»»

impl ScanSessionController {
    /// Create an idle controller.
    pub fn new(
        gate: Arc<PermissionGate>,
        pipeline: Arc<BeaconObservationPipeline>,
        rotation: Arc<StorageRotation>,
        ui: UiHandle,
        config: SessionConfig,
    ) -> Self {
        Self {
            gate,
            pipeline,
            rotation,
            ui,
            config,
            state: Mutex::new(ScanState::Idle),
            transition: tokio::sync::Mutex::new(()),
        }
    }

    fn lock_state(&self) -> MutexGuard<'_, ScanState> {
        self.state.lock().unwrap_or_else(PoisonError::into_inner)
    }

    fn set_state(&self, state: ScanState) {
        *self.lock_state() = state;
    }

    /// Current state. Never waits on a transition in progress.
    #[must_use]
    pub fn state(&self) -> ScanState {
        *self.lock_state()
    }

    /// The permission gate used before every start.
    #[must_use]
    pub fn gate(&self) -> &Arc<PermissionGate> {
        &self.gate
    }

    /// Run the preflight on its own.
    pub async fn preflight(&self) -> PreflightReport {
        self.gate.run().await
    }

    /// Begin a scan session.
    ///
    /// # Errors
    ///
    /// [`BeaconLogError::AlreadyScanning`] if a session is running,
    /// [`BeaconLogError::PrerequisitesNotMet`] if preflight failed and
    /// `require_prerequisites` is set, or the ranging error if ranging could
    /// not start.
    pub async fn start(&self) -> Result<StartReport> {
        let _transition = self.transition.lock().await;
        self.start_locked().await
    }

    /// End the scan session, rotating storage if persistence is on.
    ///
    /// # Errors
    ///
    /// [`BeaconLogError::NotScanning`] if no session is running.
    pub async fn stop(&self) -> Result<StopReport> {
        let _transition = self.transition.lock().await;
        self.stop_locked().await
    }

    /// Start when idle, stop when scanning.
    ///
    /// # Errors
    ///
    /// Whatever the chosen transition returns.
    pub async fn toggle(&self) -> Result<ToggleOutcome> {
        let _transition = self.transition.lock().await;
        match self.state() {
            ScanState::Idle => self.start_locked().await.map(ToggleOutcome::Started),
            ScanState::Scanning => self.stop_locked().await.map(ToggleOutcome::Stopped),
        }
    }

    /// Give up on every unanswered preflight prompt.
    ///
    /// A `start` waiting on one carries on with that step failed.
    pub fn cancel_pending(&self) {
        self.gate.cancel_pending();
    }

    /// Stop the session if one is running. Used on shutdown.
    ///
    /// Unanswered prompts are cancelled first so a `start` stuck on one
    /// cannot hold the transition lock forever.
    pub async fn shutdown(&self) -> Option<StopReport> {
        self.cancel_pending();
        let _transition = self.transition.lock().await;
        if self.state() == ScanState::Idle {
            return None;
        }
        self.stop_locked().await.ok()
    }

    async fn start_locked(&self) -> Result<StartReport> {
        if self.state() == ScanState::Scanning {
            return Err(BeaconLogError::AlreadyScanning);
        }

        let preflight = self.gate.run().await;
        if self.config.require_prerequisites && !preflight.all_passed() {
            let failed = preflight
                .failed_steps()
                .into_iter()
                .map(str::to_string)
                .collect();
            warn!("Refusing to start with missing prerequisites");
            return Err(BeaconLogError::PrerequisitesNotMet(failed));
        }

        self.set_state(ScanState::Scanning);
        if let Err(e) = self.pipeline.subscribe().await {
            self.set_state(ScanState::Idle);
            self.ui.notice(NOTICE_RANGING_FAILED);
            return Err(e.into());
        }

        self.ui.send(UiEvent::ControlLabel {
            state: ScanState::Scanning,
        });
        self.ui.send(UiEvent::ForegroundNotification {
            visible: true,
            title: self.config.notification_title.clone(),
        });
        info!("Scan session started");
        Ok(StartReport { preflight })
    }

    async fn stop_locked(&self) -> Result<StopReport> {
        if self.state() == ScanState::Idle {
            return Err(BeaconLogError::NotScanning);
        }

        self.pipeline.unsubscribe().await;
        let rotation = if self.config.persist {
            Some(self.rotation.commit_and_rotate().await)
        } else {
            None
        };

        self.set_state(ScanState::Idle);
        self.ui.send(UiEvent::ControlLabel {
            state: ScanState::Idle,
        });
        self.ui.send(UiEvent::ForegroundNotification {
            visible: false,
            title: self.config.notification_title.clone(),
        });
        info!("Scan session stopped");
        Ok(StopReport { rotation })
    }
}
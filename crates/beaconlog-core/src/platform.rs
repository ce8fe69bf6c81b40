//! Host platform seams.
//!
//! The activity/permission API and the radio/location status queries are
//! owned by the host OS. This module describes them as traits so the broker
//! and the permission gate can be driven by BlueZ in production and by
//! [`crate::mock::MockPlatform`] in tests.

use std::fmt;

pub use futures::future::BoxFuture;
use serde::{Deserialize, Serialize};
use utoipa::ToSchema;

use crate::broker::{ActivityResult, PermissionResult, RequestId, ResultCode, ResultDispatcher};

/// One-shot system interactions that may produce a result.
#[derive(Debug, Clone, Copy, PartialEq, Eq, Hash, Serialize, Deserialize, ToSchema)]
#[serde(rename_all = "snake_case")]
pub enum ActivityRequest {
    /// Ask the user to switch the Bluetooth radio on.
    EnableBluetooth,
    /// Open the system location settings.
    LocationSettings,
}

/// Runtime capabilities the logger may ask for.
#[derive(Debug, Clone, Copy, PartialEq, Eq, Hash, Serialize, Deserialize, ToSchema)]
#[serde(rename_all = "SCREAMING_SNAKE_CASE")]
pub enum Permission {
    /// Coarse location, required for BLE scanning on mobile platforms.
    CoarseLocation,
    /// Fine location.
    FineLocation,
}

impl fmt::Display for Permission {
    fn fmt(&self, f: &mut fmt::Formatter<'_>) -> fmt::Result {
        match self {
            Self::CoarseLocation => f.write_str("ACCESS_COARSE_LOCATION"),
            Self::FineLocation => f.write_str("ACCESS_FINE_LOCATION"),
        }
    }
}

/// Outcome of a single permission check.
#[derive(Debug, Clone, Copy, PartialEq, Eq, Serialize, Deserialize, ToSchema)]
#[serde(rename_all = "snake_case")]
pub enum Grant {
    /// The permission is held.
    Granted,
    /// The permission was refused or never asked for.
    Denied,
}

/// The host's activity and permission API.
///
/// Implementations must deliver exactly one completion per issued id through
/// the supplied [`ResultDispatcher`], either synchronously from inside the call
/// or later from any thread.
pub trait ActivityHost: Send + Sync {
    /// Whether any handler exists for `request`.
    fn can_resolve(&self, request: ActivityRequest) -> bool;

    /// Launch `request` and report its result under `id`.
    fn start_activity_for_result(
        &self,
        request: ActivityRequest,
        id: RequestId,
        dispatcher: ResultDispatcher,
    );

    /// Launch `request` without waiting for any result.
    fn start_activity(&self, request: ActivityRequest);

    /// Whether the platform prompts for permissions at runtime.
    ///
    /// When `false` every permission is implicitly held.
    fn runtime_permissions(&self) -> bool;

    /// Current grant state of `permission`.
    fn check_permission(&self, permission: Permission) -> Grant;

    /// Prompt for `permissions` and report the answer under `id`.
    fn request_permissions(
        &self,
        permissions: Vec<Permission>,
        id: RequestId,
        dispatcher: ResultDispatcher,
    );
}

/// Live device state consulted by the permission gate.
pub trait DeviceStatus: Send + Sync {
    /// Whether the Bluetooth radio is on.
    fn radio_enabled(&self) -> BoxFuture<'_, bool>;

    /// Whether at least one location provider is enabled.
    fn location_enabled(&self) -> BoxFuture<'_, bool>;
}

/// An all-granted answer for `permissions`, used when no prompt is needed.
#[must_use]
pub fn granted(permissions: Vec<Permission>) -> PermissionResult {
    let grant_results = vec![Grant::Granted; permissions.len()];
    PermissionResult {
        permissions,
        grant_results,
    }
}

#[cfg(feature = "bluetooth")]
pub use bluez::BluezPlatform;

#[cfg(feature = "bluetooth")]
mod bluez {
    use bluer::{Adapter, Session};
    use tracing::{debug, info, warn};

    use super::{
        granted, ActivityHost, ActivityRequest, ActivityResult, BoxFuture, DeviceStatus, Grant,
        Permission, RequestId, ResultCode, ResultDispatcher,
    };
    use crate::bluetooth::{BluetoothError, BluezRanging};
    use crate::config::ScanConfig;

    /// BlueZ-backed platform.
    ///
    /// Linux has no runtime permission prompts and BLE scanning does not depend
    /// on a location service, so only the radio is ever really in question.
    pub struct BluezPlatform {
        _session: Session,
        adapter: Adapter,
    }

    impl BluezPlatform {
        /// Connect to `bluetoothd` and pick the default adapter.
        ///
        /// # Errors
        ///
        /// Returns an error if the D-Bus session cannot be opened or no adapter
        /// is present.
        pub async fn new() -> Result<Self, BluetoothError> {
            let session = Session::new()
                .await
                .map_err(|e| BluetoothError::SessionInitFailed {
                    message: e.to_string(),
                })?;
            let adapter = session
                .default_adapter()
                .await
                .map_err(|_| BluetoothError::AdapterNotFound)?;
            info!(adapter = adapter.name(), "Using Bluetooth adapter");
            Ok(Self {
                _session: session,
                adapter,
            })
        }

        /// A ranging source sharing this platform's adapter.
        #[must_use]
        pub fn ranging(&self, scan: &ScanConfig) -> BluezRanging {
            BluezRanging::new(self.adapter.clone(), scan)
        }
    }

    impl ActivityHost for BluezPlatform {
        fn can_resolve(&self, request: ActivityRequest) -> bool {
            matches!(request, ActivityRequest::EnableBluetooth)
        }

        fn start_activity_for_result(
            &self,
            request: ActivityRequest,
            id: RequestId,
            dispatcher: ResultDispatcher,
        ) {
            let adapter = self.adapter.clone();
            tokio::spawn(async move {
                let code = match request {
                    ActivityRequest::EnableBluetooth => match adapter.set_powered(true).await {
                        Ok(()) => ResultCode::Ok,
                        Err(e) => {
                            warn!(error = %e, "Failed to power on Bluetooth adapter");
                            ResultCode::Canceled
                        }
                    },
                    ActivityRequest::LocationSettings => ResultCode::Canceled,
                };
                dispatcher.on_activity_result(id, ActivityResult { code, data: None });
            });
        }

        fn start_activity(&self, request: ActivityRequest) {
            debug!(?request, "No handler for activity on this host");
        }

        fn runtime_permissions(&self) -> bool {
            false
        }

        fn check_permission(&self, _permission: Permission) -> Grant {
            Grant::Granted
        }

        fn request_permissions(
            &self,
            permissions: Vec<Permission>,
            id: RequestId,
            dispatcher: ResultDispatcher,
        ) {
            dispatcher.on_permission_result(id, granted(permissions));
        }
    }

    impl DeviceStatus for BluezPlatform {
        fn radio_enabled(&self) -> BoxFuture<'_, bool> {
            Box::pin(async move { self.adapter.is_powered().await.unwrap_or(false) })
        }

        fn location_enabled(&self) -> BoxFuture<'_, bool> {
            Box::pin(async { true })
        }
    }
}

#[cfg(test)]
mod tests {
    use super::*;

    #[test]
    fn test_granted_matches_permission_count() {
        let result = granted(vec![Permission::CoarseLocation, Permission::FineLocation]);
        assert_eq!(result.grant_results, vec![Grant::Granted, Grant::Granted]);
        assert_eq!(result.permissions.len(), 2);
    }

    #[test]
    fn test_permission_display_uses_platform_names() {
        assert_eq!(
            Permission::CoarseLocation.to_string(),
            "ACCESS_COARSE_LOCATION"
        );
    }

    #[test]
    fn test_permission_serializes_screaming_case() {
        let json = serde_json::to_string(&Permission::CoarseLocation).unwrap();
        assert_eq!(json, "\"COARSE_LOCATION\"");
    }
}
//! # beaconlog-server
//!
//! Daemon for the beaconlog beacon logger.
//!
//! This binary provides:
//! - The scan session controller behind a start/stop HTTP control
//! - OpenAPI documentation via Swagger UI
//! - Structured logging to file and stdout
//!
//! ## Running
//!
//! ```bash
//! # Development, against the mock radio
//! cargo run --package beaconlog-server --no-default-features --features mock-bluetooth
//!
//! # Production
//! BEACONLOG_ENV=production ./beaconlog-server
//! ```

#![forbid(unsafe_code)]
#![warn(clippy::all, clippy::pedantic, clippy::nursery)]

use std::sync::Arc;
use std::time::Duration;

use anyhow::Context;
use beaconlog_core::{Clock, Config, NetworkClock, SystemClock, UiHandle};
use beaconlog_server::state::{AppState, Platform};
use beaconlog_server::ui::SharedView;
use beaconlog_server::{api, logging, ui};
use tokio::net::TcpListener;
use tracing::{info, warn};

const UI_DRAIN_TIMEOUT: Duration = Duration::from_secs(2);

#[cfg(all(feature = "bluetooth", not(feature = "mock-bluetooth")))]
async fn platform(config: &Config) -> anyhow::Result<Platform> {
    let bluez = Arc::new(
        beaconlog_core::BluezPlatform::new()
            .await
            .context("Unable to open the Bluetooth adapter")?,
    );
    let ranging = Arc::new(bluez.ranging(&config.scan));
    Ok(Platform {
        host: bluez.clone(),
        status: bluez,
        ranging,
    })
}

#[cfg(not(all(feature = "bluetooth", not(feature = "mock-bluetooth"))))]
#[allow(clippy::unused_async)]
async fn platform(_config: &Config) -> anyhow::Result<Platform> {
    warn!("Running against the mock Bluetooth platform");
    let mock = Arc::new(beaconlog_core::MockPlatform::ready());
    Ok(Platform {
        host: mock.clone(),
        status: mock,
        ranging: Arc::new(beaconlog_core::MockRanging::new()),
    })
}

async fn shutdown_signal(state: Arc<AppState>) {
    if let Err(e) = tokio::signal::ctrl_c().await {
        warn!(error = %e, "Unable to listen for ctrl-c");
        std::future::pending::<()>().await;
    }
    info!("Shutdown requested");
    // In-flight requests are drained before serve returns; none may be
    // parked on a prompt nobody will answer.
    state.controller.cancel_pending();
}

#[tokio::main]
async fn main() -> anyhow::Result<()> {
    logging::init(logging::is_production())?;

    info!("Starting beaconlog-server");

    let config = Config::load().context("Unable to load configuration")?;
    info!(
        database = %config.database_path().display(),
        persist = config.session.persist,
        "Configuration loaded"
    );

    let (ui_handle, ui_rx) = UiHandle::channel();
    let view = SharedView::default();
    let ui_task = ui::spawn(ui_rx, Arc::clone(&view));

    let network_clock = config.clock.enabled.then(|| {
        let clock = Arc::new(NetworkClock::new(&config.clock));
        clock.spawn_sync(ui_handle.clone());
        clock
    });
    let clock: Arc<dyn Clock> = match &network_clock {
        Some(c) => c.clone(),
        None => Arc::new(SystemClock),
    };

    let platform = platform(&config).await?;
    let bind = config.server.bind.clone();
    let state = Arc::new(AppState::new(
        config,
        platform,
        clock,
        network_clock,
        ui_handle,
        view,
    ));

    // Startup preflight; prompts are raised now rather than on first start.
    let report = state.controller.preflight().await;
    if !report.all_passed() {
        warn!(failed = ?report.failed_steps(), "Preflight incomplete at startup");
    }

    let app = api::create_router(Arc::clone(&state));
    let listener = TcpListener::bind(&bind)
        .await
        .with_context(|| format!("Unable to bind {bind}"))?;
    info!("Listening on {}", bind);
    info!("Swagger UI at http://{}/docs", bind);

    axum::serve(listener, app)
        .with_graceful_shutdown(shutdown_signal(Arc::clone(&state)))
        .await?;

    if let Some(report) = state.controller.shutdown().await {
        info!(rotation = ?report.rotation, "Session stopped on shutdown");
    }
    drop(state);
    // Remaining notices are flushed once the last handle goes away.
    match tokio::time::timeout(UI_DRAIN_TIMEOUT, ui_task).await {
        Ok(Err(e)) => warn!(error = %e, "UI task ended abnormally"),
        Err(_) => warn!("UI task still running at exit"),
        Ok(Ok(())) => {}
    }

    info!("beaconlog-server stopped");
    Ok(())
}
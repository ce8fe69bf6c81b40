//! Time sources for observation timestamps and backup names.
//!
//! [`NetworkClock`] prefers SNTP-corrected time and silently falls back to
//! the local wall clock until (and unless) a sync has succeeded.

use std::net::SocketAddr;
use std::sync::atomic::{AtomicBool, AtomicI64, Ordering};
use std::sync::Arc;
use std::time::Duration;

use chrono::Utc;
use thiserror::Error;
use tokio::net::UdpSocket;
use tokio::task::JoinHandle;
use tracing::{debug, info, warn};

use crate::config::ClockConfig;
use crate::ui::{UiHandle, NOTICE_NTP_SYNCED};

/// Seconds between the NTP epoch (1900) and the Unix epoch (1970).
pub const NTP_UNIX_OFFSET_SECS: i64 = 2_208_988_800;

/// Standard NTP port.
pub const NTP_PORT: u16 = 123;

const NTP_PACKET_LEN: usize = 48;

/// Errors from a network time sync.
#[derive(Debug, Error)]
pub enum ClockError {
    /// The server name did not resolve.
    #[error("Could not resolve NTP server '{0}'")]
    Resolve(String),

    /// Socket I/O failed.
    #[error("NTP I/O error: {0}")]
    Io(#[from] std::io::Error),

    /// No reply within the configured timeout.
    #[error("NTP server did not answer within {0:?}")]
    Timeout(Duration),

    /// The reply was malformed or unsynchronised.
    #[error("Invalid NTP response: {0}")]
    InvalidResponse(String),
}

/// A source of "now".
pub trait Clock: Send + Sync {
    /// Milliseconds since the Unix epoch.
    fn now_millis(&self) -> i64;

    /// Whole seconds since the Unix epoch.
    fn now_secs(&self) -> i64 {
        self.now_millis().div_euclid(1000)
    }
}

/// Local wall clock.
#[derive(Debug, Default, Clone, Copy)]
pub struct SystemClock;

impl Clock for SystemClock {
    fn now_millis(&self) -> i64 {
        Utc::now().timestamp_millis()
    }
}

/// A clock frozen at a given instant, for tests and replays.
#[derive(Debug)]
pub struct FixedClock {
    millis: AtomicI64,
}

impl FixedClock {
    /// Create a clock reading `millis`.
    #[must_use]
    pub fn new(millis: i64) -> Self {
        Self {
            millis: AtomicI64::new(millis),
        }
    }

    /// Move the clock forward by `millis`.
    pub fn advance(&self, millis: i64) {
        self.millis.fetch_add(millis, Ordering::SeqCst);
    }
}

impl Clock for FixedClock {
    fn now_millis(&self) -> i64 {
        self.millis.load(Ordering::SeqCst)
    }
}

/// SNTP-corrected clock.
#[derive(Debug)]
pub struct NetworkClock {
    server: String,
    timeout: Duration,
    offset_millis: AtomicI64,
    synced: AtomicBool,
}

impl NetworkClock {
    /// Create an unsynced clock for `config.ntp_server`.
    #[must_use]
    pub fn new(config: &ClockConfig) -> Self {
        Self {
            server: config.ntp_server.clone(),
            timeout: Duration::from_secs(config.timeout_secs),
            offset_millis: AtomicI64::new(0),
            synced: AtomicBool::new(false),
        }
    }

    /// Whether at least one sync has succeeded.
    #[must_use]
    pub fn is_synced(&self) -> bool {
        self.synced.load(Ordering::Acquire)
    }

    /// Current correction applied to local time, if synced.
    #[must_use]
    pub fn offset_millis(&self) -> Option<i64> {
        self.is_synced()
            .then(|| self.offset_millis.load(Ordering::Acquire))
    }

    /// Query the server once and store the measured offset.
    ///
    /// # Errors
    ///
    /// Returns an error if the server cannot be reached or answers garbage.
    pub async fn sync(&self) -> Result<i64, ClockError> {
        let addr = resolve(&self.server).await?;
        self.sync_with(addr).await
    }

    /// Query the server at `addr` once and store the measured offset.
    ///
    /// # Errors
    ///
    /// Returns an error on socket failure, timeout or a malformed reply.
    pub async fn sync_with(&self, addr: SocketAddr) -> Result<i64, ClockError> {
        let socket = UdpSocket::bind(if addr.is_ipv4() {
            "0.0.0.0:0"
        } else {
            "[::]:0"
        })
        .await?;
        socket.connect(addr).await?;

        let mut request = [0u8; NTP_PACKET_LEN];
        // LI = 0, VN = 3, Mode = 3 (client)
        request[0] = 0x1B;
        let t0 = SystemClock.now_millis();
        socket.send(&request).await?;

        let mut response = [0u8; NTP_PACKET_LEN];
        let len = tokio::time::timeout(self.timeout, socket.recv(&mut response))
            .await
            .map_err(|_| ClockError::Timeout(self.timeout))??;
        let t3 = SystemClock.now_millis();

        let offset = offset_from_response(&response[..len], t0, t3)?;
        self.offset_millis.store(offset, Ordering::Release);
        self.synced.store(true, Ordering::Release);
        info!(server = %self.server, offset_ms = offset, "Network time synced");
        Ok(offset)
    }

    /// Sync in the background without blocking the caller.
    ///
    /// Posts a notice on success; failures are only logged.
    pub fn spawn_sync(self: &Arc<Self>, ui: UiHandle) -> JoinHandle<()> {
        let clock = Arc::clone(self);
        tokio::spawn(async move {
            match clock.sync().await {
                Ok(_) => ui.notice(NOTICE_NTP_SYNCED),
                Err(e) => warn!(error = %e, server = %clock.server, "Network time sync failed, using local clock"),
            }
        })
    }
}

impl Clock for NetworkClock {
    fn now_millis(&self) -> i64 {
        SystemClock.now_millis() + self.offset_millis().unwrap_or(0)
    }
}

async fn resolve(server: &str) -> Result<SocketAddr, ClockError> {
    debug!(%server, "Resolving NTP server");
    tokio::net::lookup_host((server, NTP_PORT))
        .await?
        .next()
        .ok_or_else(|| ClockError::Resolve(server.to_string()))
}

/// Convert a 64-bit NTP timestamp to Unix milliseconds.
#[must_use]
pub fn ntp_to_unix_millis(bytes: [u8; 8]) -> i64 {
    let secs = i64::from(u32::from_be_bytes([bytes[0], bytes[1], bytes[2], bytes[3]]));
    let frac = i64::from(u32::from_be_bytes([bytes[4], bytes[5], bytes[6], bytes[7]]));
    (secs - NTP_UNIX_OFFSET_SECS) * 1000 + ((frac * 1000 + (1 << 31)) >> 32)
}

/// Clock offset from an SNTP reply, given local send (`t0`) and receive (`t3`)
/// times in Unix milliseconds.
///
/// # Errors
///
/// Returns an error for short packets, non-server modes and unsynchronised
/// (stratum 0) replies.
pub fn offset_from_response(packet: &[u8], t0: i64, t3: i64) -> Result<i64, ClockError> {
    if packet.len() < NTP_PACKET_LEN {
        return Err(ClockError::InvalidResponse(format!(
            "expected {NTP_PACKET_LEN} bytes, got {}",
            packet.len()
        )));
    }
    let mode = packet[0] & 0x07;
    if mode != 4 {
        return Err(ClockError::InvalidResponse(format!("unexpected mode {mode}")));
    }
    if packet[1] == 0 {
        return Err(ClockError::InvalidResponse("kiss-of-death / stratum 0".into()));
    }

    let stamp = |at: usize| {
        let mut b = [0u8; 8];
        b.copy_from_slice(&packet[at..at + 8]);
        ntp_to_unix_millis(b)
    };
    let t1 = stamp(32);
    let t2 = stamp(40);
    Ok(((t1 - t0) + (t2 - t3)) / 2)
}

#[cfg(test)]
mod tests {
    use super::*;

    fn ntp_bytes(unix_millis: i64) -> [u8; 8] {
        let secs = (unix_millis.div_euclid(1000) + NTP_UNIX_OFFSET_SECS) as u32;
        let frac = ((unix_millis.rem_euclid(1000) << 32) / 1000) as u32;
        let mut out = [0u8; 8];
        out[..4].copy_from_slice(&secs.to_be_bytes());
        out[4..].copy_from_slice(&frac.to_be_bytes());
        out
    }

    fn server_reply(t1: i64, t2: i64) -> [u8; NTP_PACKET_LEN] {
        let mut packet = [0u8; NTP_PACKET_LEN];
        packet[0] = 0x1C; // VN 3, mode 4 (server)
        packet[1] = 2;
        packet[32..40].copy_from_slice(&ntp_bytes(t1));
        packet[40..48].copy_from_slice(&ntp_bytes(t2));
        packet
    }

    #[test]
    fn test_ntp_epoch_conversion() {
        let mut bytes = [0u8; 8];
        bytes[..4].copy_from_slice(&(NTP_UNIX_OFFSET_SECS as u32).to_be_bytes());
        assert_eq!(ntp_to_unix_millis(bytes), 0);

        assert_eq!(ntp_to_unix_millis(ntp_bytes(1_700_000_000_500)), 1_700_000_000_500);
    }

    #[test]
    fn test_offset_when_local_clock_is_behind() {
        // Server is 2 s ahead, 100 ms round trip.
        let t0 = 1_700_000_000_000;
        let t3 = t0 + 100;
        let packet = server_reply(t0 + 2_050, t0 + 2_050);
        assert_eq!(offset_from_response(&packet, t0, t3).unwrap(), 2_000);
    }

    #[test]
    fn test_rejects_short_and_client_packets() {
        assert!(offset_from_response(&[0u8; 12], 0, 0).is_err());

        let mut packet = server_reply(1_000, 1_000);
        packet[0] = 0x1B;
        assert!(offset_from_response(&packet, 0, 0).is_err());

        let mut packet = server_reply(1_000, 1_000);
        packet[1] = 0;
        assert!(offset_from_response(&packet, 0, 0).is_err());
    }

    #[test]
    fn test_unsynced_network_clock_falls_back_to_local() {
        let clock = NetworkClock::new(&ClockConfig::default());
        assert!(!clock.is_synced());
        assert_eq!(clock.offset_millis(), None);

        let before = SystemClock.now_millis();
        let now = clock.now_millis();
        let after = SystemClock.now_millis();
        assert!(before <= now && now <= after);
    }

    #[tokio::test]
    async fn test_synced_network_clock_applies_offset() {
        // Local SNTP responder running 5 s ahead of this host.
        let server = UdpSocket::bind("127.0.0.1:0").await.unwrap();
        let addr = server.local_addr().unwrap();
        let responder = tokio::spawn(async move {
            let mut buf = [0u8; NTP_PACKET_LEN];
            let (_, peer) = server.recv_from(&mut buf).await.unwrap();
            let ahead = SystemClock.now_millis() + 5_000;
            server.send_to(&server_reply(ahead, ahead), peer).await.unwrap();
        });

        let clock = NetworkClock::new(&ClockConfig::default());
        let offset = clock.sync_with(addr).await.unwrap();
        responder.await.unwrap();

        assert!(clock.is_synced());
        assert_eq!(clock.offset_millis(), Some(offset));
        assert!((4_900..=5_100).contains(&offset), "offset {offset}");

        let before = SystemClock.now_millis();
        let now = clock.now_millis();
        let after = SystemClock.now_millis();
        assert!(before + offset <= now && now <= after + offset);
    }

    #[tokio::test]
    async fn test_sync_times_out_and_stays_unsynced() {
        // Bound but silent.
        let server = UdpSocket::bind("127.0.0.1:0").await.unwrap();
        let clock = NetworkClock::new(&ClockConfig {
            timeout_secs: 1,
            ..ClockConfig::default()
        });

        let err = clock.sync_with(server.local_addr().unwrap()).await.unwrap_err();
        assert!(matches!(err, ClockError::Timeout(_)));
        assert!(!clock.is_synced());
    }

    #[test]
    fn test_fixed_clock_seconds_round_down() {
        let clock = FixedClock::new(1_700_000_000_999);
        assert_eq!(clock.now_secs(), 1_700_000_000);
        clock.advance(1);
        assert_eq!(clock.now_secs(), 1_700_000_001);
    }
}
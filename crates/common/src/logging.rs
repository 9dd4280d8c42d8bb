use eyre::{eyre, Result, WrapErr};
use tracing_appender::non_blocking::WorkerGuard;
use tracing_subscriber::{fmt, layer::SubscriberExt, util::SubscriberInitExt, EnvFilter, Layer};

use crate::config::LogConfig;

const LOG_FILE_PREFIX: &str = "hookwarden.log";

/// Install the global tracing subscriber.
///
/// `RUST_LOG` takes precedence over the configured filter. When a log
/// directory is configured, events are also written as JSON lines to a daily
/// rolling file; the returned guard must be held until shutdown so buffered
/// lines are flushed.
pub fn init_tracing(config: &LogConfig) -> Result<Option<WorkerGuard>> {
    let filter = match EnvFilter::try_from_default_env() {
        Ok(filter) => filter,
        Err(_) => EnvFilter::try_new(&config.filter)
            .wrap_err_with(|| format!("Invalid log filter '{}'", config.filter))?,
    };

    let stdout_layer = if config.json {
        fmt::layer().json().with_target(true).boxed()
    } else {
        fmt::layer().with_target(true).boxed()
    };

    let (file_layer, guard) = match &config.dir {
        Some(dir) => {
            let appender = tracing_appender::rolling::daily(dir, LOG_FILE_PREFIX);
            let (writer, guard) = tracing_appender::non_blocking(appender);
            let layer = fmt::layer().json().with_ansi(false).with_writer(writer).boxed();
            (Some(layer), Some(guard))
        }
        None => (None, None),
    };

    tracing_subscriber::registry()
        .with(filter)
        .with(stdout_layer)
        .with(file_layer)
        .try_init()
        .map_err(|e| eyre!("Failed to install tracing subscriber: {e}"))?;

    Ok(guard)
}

««

▸ WHAT THIS TASK INVOLVES: Look through the entries and give the number of lines containing the word "derive". Add nothing else.

▸ TASK RESULT: 7